[Records from a data collection]
+ + +

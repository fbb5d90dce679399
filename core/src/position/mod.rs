mod apply;
mod board;
mod castling;
mod piece;
mod square;

use crate::bb::Bitboard;
use crate::masks::PLAYER_CNT;
use crate::mov::Move;
use crate::movegen::MoveGen;

pub use board::Board;
pub use castling::{CastleType, CastlingRights};
pub use piece::{Piece, PieceType, PIECES};
pub use square::{ParseSquareError, Square};

use std::fmt;
use std::ops::Not;

/// The number of piece types including color on a chess board. Includes `Piece::None`.
pub const PIECE_TYPE_CNT: usize = 13;

/// The 8x8 label grid handed to callers. White's back rank is the last row.
pub type Grid = [[&'static str; 8]; 8];

#[derive(Copy, Clone, Debug, Eq, PartialEq, Hash)]
#[repr(u8)]
pub enum Player {
    White = 0,
    Black = 1,
}

impl Player {
    pub const BOTH: [Player; PLAYER_CNT] = [Player::White, Player::Black];

    /// Returns the other player.
    #[inline(always)]
    pub fn other_player(&self) -> Self {
        match self {
            Player::White => Player::Black,
            Player::Black => Player::White,
        }
    }

    /// Returns the offset for a single move pawn push.
    #[inline(always)]
    pub fn pawn_push(self) -> i8 {
        match self {
            Player::White => 8,
            Player::Black => -8,
        }
    }
}

impl Not for Player {
    type Output = Self;
    #[inline(always)]
    fn not(self) -> Self::Output {
        self.other_player()
    }
}

impl fmt::Display for Player {
    fn fmt(&self, f: &mut fmt::Formatter<'_>) -> fmt::Result {
        match self {
            Player::White => write!(f, "White"),
            Player::Black => write!(f, "Black"),
        }
    }
}

/// A single chess position.
///
/// Every piece is recorded three times: in its own `Bitboard`, in the occupancy
/// `Bitboard` of its player, and in the mailbox `Board`. All three are only ever
/// written through `put_piece_c`, `remove_piece_c` and `move_piece_c`, which keeps
/// them in agreement.
#[derive(Clone, Eq, PartialEq)]
pub struct Position {
    // Array of pieces
    pub(crate) board: Board,

    // Bitboards for each piece, index 0 holds the empty squares
    pub(crate) bbs: [Bitboard; PIECE_TYPE_CNT],
    pub(crate) player_occ: [Bitboard; PLAYER_CNT],

    // "Invisible" state
    turn: Player,
    pub(crate) castling_rights: CastlingRights,
    pub(crate) ep_square: Option<Square>,
}

impl Position {
    /// Creates an empty `Position` with White to move and no castling rights.
    pub fn blank() -> Self {
        let mut bbs = [Bitboard::EMPTY; PIECE_TYPE_CNT];
        bbs[Piece::None as usize] = Bitboard::ALL;

        Self {
            board: Board::new(),
            bbs,
            player_occ: [Bitboard::EMPTY; PLAYER_CNT],
            turn: Player::White,
            castling_rights: CastlingRights::none(),
            ep_square: None,
        }
    }

    /// The standard initial arrangement, White to move with all four castling rights.
    pub fn start_pos() -> Self {
        const BACK_RANK: [PieceType; 8] = [
            PieceType::Rook,
            PieceType::Knight,
            PieceType::Bishop,
            PieceType::Queen,
            PieceType::King,
            PieceType::Bishop,
            PieceType::Knight,
            PieceType::Rook,
        ];

        let mut pos = Self::blank();
        for (file, piece_type) in BACK_RANK.iter().enumerate() {
            let file = file as u8;
            pos.put_piece_c(Piece::make(Player::White, *piece_type), Square(file));
            pos.put_piece_c(Piece::make(Player::White, PieceType::Pawn), Square(8 + file));
            pos.put_piece_c(Piece::make(Player::Black, PieceType::Pawn), Square(48 + file));
            pos.put_piece_c(Piece::make(Player::Black, *piece_type), Square(56 + file));
        }
        pos.castling_rights = CastlingRights::all();
        pos
    }

    /// Puts `piece` on `sq`, replacing any piece already standing there. Meant for
    /// setting up positions; it leaves turn, castling rights and en passant alone.
    pub fn put_piece(&mut self, piece: Piece, sq: Square) -> &mut Self {
        let current = self.piece_at_sq(sq);
        if !current.is_none() {
            self.remove_piece_c(current, sq);
        }
        if !piece.is_none() {
            self.put_piece_c(piece, sq);
        }
        self
    }

    pub fn set_turn(&mut self, turn: Player) -> &mut Self {
        self.turn = turn;
        self
    }

    pub fn set_castling_rights(&mut self, rights: CastlingRights) -> &mut Self {
        self.castling_rights = rights;
        self
    }

    /// Moves a piece on the board for a given player from square `from`
    /// to square `to`. Updates all relevant `Bitboard` and the `Piece` array.
    ///
    /// # Panics
    ///
    /// Panics in debug mode if the to and from square are equal
    pub(crate) fn move_piece_c(&mut self, piece: Piece, from: Square, to: Square) {
        debug_assert_ne!(from, to);
        debug_assert_eq!(self.piece_at_sq(from), piece);
        debug_assert!(self.piece_at_sq(to).is_none());
        let comb_bb = from.to_bb() | to.to_bb();

        self.bbs[Piece::None as usize] ^= comb_bb;
        self.bbs[piece as usize] ^= comb_bb;
        self.player_occ[piece.player() as usize] ^= comb_bb;

        self.board.remove(from);
        self.board.place(to, piece);
    }

    /// Removes a `Piece` from the board for a given player.
    ///
    /// # Panics
    ///
    /// In debug mode, panics if there is not a `piece` at the given square.
    pub(crate) fn remove_piece_c(&mut self, piece: Piece, square: Square) {
        debug_assert_eq!(self.piece_at_sq(square), piece);
        let bb = square.to_bb();

        self.bbs[Piece::None as usize] ^= bb;
        self.bbs[piece as usize] ^= bb;
        self.player_occ[piece.player() as usize] ^= bb;

        self.board.remove(square);
    }

    /// Places a `Piece` on the board at a given `Square`.
    ///
    /// # Panics
    ///
    /// In debug mode, panics if there is already a piece at that `Square`.
    pub(crate) fn put_piece_c(&mut self, piece: Piece, square: Square) {
        debug_assert!(self.piece_at_sq(square).is_none());
        let bb = square.to_bb();

        self.bbs[Piece::None as usize] ^= bb;
        self.bbs[piece as usize] ^= bb;
        self.player_occ[piece.player() as usize] ^= bb;

        self.board.place(square, piece);
    }

    /// Checks that the bitboards, the mailbox and the en passant square all
    /// describe the same position.
    pub fn is_consistent(&self) -> bool {
        let mut seen = Bitboard::EMPTY;
        let mut occ = [Bitboard::EMPTY; PLAYER_CNT];

        for piece in PIECES {
            let bb = self.bbs[piece as usize];
            if (seen & bb).is_not_empty() {
                return false;
            }
            if bb.into_iter().any(|sq| self.board.piece_at_sq(sq) != piece) {
                return false;
            }
            seen |= bb;
            occ[piece.player() as usize] |= bb;
        }

        if self.board.into_iter().any(|(sq, piece)| piece.is_none() == seen.contains(sq)) {
            return false;
        }
        if self.bbs[Piece::None as usize] != !seen || self.player_occ != occ {
            return false;
        }

        match self.ep_square {
            None => true,
            Some(ep) => {
                // The pawn that double-stepped belongs to the side that just moved.
                let mover = !self.turn;
                let (ep_rank, pawn_sq) = match mover {
                    Player::White => (2, ep.0 + 8),
                    Player::Black => (5, ep.0.wrapping_sub(8)),
                };
                ep.rank() == ep_rank
                    && self.piece_at_sq(ep).is_none()
                    && self.piece_at_sq(Square(pawn_sq)) == Piece::make(mover, PieceType::Pawn)
            }
        }
    }

    /// Returns the label grid of the position, flipped so that row 0 of the
    /// grid is Black's back rank.
    pub fn grid(&self) -> Grid {
        let mut grid = [[""; 8]; 8];
        for (sq, piece) in &self.board {
            let (row, col) = sq.to_row_col();
            grid[7 - row as usize][col as usize] = piece.code();
        }
        grid
    }

    /// Pseudo-legal destinations of `piece` standing on `sq`.
    pub fn generate(&self, piece: Piece, sq: Square) -> Bitboard {
        MoveGen::destinations(self, piece, sq)
    }

    /// Every pseudo-legal move of the side to move.
    pub fn generate_moves(&self) -> Vec<Move> {
        MoveGen::generate_all(self)
    }

    /// Return the player whose turn it is to move.
    #[inline(always)]
    pub fn turn(&self) -> Player {
        self.turn
    }

    #[inline(always)]
    pub fn castling_rights(&self) -> CastlingRights {
        self.castling_rights
    }

    /// Returns the en passant `Square`, if one exists.
    #[inline(always)]
    pub fn ep_square(&self) -> Option<Square> {
        self.ep_square
    }

    /// The en passant square as a `Bitboard`, empty when there is none.
    #[inline(always)]
    pub fn ep_bb(&self) -> Bitboard {
        self.ep_square.map_or(Bitboard::EMPTY, Square::to_bb)
    }

    /// Returns a `Bitboard` of all occupied squares.
    #[inline(always)]
    pub fn occupied(&self) -> Bitboard {
        !self.bbs[Piece::None as usize]
    }

    #[inline(always)]
    pub fn get_occupied_player(&self, player: Player) -> Bitboard {
        self.player_occ[player as usize]
    }

    /// Returns the `Bitboard` for a given player and piece type.
    #[inline(always)]
    pub fn piece_bb(&self, player: Player, piece_type: PieceType) -> Bitboard {
        self.bbs[Piece::make(player, piece_type) as usize]
    }

    /// Returns the `Piece` on a given `Square`.
    #[inline(always)]
    pub fn piece_at_sq(&self, sq: Square) -> Piece {
        self.board.piece_at_sq(sq)
    }

    /// The number of pieces `player` has on the board.
    pub fn piece_count(&self, player: Player) -> u32 {
        self.get_occupied_player(player).popcnt()
    }
}

impl Default for Position {
    fn default() -> Self {
        Self::start_pos()
    }
}

impl fmt::Display for Position {
    fn fmt(&self, f: &mut fmt::Formatter<'_>) -> fmt::Result {
        write!(f, "{}", self.board)?;
        write!(f, "{} to move, castling {}", self.turn, self.castling_rights)?;
        match self.ep_square {
            Some(ep) => writeln!(f, ", en passant {}", ep),
            None => writeln!(f),
        }
    }
}

impl fmt::Debug for Position {
    fn fmt(&self, f: &mut fmt::Formatter<'_>) -> fmt::Result {
        writeln!(f)?;
        writeln!(f, "BITBOARDS\n=========\n")?;
        writeln!(f, "No Pieces:\n {}", self.bbs[Piece::None as usize])?;
        for piece in PIECES {
            let (player, piece_type) = piece.player_piece();
            writeln!(f, "{} {}:\n {}", player, piece_type, self.bbs[piece as usize])?;
        }
        for player in Player::BOTH {
            writeln!(f, "{} occupancy:\n {}", player, self.get_occupied_player(player))?;
        }
        writeln!(f, "{}", self)
    }
}

#[cfg(test)]
mod tests {
    use super::*;

    fn sq(name: &str) -> Square {
        name.parse().unwrap()
    }

    #[test]
    fn start_position_is_consistent() {
        let pos = Position::start_pos();
        assert!(pos.is_consistent());
        assert_eq!(pos.turn(), Player::White);
        assert_eq!(pos.castling_rights(), CastlingRights::all());
        assert_eq!(pos.ep_square(), None);
        assert_eq!(pos.piece_count(Player::White), 16);
        assert_eq!(pos.piece_count(Player::Black), 16);
        assert_eq!(pos.occupied().popcnt(), 32);
    }

    #[test]
    fn start_position_layout() {
        let pos = Position::start_pos();
        assert_eq!(pos.piece_at_sq(Square::E1), Piece::WhiteKing);
        assert_eq!(pos.piece_at_sq(Square::D8), Piece::BlackQueen);
        assert_eq!(pos.piece_at_sq(sq("g2")), Piece::WhitePawn);
        assert_eq!(pos.piece_at_sq(sq("b7")), Piece::BlackPawn);
        assert_eq!(pos.piece_at_sq(sq("e4")), Piece::None);
        assert_eq!(pos.piece_bb(Player::White, PieceType::Rook).popcnt(), 2);
    }

    #[test]
    fn grid_puts_whites_back_rank_last() {
        let grid = Position::start_pos().grid();
        assert_eq!(grid[7], ["wr", "wn", "wb", "wq", "wk", "wb", "wn", "wr"]);
        assert_eq!(grid[6], ["wp"; 8]);
        assert_eq!(grid[3], [""; 8]);
        assert_eq!(grid[1], ["bp"; 8]);
        assert_eq!(grid[0], ["br", "bn", "bb", "bq", "bk", "bb", "bn", "br"]);
    }

    #[test]
    fn put_piece_replaces_occupant() {
        let mut pos = Position::blank();
        pos.put_piece(Piece::WhiteRook, sq("d4"))
            .put_piece(Piece::BlackKnight, sq("d4"));
        assert!(pos.is_consistent());
        assert_eq!(pos.piece_at_sq(sq("d4")), Piece::BlackKnight);
        assert!(pos.piece_bb(Player::White, PieceType::Rook).is_empty());
        assert_eq!(pos.piece_count(Player::White), 0);

        pos.put_piece(Piece::None, sq("d4"));
        assert_eq!(pos.occupied(), Bitboard::EMPTY);
        assert!(pos.is_consistent());
    }

    #[test]
    fn detects_mailbox_mismatch() {
        let mut pos = Position::start_pos();
        pos.board.remove(Square::E1);
        assert!(!pos.is_consistent());
    }

    #[test]
    fn detects_overlapping_masks() {
        let mut pos = Position::start_pos();
        pos.bbs[Piece::BlackQueen as usize] |= Square::E1.to_bb();
        assert!(!pos.is_consistent());
    }

    #[test]
    fn detects_stray_en_passant_square() {
        let mut pos = Position::start_pos();
        pos.ep_square = Some(sq("e3"));
        pos.turn = Player::Black;
        assert!(!pos.is_consistent());
    }
}
use crate::bb::Bitboard;
use crate::error::Error;

use std::fmt;
use std::ops::*;
use std::str::FromStr;

/// Represents a single square of a chess board.
///
/// The inner index is `rank * 8 + file`, so `A1` is 0 and `H8` is 63. The external
/// (row, column) coordinates used by callers map onto this with row as the rank
/// (row 0 is White's back rank) and column as the file (column 0 is the a-file).
#[derive(Copy, Clone, Debug, Eq, PartialEq, PartialOrd, Ord, Hash)]
#[repr(transparent)]
pub struct Square(pub u8);

impl_bit_ops!(Square, u8);

impl Square {
    /// Converts external (row, column) coordinates into a `Square`.
    pub fn from_row_col(row: u8, col: u8) -> Result<Self, Error> {
        if row > 7 || col > 7 {
            return Err(Error::InvalidSquare { row, col });
        }
        Ok(Square(row * 8 + col))
    }

    /// Converts the `Square` back into external (row, column) coordinates. This is
    /// the inverse of [`Square::from_row_col`].
    #[inline]
    pub fn to_row_col(self) -> (u8, u8) {
        debug_assert!(self.is_okay());
        (self.rank(), self.file())
    }

    #[inline]
    pub const fn is_okay(&self) -> bool {
        self.0 < 64
    }

    /// Returns the rank that the square lies on.
    #[inline]
    pub fn rank(self) -> u8 {
        (self.0 >> 3) & 0b0000_0111
    }

    /// Returns the file that the square lies on.
    #[inline]
    pub fn file(self) -> u8 {
        self.0 & 0b0000_0111
    }

    /// Converts the given `Square` to its equivalent `Bitboard`.
    #[inline]
    pub fn to_bb(self) -> Bitboard {
        Bitboard(1u64.wrapping_shl(self.0 as u32))
    }
}

// constants
impl Square {
    pub const A1: Square = Square(0);
    #[doc(hidden)]
    pub const B1: Square = Square(1);
    #[doc(hidden)]
    pub const C1: Square = Square(2);
    #[doc(hidden)]
    pub const D1: Square = Square(3);
    #[doc(hidden)]
    pub const E1: Square = Square(4);
    #[doc(hidden)]
    pub const F1: Square = Square(5);
    #[doc(hidden)]
    pub const G1: Square = Square(6);
    #[doc(hidden)]
    pub const H1: Square = Square(7);
    #[doc(hidden)]
    pub const A8: Square = Square(56);
    #[doc(hidden)]
    pub const B8: Square = Square(57);
    #[doc(hidden)]
    pub const C8: Square = Square(58);
    #[doc(hidden)]
    pub const D8: Square = Square(59);
    #[doc(hidden)]
    pub const E8: Square = Square(60);
    #[doc(hidden)]
    pub const F8: Square = Square(61);
    #[doc(hidden)]
    pub const G8: Square = Square(62);
    #[doc(hidden)]
    pub const H8: Square = Square(63);
}

const FILE_NAMES: [char; 8] = ['a', 'b', 'c', 'd', 'e', 'f', 'g', 'h'];

impl fmt::Display for Square {
    fn fmt(&self, f: &mut fmt::Formatter<'_>) -> fmt::Result {
        write!(
            f,
            "{}{}",
            FILE_NAMES[self.file() as usize],
            self.rank() + 1
        )
    }
}

/// Error returned when a string is not an algebraic square name such as `e4`.
#[derive(Debug, Clone, PartialEq, Eq, thiserror::Error)]
#[error("invalid square name: '{0}'")]
pub struct ParseSquareError(String);

impl FromStr for Square {
    type Err = ParseSquareError;

    fn from_str(s: &str) -> Result<Self, Self::Err> {
        let mut chars = s.chars();
        match (chars.next(), chars.next(), chars.next()) {
            (Some(file @ 'a'..='h'), Some(rank @ '1'..='8'), None) => {
                let file = file as u8 - b'a';
                let rank = rank as u8 - b'1';
                Ok(Square(rank * 8 + file))
            }
            _ => Err(ParseSquareError(s.to_string())),
        }
    }
}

+ + +

Go through the entries above and report how many lines hold the word "derive". Nothing but the number is needed.

4